YOUR GOAL:
When the string "slot" occurs in a line of the listing below, return that line.

---- DATA SECTION

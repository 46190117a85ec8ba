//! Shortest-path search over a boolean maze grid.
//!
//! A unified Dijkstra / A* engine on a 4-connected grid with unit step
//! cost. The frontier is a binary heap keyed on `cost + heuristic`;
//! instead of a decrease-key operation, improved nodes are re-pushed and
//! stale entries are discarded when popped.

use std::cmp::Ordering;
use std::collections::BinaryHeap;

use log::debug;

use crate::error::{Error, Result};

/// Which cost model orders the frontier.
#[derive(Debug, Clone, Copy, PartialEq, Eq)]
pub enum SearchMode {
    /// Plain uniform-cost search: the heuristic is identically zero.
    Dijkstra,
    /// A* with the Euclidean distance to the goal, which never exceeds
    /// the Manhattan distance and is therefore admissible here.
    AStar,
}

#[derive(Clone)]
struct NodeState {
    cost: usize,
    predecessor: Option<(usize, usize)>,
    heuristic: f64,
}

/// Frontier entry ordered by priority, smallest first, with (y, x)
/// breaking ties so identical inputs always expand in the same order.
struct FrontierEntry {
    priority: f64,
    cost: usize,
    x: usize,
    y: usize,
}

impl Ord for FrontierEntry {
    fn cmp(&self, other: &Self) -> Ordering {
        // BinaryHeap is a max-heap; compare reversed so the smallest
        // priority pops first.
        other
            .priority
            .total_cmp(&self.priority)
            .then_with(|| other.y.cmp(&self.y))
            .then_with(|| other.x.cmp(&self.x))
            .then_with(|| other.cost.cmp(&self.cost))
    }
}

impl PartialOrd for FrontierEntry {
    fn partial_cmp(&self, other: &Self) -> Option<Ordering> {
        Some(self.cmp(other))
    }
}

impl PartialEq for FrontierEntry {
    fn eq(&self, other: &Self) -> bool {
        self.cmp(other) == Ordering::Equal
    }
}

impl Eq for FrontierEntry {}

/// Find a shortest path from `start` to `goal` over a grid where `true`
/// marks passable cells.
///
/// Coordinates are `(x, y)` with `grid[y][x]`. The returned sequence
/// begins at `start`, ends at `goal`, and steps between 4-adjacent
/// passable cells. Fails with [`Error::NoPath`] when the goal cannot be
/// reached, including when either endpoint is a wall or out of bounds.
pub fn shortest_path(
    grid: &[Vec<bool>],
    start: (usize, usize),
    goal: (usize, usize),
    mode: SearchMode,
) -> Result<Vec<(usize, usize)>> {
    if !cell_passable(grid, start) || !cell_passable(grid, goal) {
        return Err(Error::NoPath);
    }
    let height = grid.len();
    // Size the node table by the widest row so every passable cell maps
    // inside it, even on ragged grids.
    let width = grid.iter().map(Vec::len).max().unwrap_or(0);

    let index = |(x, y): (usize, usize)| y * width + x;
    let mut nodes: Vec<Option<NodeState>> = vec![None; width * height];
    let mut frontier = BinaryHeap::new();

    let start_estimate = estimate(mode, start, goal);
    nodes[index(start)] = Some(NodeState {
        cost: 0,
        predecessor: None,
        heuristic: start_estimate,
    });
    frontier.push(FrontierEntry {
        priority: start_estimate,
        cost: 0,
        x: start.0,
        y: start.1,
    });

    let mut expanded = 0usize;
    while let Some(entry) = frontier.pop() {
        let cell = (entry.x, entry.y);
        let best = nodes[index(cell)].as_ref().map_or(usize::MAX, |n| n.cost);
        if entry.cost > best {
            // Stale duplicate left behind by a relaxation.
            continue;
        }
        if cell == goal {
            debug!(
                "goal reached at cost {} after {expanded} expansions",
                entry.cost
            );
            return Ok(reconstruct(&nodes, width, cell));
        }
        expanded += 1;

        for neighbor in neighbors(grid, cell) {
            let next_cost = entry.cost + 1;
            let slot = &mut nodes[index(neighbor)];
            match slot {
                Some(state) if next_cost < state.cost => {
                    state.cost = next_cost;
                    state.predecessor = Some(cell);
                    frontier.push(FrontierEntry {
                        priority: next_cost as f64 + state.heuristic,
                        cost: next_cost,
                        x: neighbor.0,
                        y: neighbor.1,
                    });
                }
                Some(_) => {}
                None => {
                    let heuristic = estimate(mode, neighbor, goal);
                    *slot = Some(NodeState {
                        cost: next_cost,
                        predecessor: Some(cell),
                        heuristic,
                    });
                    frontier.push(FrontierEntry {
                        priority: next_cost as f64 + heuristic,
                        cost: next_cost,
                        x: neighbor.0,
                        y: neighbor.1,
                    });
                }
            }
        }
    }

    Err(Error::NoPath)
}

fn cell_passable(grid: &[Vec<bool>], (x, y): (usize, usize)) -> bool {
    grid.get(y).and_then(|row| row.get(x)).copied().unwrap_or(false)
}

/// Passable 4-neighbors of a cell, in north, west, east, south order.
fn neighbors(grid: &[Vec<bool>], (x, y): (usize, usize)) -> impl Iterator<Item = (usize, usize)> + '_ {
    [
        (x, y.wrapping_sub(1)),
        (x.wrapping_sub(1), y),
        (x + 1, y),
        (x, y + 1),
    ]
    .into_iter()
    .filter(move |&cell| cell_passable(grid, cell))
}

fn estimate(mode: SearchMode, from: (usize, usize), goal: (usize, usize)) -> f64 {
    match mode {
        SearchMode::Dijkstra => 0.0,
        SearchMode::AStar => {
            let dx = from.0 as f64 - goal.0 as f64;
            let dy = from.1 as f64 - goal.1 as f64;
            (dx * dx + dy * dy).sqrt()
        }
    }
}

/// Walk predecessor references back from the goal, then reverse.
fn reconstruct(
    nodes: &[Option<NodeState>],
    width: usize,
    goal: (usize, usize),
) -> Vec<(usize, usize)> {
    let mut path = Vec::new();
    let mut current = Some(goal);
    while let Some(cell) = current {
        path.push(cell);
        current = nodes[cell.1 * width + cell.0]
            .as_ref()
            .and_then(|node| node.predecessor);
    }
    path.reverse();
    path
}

--------
---- DATA SECTION

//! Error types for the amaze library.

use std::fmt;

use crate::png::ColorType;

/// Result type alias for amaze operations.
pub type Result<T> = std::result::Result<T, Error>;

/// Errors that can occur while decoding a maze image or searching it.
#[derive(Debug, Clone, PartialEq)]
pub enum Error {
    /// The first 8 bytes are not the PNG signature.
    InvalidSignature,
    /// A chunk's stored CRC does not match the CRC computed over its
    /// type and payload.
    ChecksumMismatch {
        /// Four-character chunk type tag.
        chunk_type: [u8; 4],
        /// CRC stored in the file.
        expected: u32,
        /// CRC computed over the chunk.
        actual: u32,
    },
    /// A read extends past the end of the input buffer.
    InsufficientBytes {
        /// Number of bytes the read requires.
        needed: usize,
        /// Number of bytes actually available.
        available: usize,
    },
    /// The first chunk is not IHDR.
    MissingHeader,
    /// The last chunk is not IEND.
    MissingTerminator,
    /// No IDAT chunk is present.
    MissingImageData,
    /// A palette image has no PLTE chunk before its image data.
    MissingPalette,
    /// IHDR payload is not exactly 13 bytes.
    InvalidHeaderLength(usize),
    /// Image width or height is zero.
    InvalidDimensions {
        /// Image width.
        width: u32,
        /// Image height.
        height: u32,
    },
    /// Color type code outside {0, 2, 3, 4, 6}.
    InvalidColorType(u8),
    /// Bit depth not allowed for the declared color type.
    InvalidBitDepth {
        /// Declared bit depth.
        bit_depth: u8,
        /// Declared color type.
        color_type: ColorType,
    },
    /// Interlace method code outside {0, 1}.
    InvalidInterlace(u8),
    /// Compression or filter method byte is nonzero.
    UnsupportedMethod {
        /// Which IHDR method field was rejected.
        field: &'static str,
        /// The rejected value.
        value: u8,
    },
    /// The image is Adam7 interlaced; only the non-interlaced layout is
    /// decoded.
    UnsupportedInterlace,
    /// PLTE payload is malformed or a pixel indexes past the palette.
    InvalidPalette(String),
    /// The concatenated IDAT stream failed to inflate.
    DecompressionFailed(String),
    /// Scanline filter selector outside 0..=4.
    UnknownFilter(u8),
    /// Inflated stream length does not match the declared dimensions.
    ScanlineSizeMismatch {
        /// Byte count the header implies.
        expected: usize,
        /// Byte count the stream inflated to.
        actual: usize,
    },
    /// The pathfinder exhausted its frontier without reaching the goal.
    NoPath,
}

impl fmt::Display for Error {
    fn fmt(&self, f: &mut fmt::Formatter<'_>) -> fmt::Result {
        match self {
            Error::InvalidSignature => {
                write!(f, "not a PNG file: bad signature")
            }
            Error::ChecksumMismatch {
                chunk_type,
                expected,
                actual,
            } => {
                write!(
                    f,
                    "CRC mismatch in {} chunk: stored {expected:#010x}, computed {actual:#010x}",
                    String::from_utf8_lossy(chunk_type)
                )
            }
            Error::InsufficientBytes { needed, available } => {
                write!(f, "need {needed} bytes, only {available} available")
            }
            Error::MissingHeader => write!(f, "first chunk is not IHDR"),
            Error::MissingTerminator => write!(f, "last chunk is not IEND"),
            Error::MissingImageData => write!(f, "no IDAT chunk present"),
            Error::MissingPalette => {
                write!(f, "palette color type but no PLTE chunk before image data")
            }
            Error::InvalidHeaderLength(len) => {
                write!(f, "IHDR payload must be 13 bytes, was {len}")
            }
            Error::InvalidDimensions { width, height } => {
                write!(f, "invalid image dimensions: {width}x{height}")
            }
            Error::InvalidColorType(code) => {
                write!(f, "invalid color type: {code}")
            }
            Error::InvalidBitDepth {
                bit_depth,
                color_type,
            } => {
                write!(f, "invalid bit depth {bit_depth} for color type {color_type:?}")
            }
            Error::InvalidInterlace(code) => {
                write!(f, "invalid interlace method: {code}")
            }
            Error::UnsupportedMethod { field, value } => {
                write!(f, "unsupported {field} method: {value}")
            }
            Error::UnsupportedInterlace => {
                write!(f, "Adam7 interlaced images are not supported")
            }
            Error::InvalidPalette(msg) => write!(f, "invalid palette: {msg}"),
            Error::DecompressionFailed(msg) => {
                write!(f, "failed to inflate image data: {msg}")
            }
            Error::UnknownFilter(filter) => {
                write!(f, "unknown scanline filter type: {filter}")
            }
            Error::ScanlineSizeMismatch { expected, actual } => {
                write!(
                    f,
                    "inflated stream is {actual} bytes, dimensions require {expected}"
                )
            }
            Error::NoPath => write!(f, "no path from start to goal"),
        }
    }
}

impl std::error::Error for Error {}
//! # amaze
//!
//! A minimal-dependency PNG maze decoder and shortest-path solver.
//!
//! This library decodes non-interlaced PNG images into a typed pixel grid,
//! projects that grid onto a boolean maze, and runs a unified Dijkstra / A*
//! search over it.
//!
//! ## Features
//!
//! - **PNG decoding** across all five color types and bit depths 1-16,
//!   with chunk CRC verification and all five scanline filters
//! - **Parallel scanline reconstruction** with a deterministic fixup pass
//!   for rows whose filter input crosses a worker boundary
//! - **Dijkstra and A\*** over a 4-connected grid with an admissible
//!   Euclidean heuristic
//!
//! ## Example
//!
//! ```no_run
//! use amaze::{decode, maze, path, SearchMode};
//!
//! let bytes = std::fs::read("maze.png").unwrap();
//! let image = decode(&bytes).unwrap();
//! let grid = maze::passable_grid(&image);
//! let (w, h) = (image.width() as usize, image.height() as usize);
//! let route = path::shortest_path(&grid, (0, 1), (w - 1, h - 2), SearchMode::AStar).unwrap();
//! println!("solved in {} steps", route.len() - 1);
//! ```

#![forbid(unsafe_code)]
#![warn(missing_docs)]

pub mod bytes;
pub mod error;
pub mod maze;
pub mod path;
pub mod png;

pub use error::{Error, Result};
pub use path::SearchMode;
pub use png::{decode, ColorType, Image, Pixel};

--------
---- DATA SECTION

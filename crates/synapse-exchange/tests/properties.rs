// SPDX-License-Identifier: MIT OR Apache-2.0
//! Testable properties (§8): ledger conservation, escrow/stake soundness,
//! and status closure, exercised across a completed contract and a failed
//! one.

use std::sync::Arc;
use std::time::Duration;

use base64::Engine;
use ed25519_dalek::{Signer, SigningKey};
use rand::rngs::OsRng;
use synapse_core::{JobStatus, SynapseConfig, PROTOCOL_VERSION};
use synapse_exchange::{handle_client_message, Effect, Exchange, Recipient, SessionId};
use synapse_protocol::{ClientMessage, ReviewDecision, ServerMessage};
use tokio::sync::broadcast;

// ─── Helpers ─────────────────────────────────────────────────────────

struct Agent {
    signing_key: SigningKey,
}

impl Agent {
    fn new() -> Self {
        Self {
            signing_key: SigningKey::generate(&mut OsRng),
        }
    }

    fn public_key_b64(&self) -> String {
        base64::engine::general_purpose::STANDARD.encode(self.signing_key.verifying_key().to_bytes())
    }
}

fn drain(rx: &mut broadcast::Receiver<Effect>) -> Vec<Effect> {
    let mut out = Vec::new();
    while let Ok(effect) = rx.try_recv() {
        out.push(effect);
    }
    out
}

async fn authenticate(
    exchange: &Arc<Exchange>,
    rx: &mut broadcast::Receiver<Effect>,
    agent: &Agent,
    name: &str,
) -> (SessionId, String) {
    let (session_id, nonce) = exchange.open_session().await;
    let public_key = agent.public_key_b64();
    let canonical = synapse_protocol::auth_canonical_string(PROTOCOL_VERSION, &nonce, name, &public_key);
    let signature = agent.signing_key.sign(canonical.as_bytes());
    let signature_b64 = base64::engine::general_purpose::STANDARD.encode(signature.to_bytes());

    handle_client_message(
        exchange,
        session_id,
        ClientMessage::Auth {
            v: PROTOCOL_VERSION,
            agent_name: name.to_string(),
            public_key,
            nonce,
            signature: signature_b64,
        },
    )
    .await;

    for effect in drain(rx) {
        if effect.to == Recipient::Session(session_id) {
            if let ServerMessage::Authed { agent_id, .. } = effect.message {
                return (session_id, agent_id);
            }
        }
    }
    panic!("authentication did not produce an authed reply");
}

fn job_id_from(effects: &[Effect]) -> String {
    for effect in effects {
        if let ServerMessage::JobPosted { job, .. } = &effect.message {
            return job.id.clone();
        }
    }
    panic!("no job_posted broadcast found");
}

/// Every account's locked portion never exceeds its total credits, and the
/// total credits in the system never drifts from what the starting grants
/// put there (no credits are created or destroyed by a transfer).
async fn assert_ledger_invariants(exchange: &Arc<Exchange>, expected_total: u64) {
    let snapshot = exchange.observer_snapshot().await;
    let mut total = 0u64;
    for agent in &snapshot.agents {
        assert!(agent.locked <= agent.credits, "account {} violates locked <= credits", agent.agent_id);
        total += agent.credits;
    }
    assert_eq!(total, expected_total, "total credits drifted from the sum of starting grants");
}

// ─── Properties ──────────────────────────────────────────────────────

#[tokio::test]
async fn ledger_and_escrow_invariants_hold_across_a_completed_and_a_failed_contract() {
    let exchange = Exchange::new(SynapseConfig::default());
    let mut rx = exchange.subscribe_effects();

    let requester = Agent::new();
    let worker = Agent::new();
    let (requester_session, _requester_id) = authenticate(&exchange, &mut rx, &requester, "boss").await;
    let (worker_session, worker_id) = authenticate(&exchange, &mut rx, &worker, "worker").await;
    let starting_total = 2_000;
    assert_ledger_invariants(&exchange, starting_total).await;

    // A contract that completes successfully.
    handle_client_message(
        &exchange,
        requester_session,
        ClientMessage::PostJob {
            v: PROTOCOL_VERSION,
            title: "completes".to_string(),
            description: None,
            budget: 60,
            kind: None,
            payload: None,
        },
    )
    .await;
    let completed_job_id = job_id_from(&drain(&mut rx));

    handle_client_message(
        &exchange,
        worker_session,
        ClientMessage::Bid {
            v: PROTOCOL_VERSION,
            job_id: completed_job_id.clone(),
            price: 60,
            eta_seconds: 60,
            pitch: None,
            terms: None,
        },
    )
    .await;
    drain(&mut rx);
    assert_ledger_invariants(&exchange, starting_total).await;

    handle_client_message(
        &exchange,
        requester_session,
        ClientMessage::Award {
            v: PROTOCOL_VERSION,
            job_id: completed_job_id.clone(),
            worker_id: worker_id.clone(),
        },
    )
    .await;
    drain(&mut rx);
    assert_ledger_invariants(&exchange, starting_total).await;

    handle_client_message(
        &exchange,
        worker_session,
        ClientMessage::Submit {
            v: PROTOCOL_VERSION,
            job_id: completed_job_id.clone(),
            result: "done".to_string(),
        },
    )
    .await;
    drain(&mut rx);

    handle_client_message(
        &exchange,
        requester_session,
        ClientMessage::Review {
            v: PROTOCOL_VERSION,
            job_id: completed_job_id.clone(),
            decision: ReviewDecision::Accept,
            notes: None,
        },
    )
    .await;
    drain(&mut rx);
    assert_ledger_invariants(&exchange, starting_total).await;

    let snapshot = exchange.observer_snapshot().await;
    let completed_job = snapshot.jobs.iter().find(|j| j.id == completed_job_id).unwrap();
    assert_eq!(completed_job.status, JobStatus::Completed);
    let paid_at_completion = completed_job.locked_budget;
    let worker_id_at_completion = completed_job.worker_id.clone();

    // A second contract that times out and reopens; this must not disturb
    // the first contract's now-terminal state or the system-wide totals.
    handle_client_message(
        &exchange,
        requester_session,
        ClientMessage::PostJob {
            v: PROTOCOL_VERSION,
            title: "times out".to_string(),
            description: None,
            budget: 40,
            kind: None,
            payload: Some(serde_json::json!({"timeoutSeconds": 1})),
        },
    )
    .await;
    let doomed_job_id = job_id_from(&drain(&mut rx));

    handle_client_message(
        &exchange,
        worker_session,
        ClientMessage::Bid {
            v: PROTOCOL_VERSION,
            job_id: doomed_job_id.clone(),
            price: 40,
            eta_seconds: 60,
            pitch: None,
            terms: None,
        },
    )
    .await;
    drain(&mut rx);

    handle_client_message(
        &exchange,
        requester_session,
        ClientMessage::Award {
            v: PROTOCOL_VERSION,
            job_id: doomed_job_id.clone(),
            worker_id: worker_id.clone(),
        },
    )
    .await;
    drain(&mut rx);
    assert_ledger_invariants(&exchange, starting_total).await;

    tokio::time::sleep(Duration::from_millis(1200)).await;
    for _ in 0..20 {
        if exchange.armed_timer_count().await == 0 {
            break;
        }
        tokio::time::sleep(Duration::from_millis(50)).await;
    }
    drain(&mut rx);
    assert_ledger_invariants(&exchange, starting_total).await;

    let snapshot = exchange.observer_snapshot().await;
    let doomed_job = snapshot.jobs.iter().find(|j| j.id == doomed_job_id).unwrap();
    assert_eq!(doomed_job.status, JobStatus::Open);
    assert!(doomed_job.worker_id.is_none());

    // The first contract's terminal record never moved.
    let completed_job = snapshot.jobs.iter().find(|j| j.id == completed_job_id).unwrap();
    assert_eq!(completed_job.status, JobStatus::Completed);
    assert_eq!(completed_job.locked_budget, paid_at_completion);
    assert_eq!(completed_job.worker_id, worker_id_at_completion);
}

--------

RESPONSE TO THIS TASK:
            let slot = &mut nodes[index(neighbor)];
            match slot {
                    *slot = Some(NodeState {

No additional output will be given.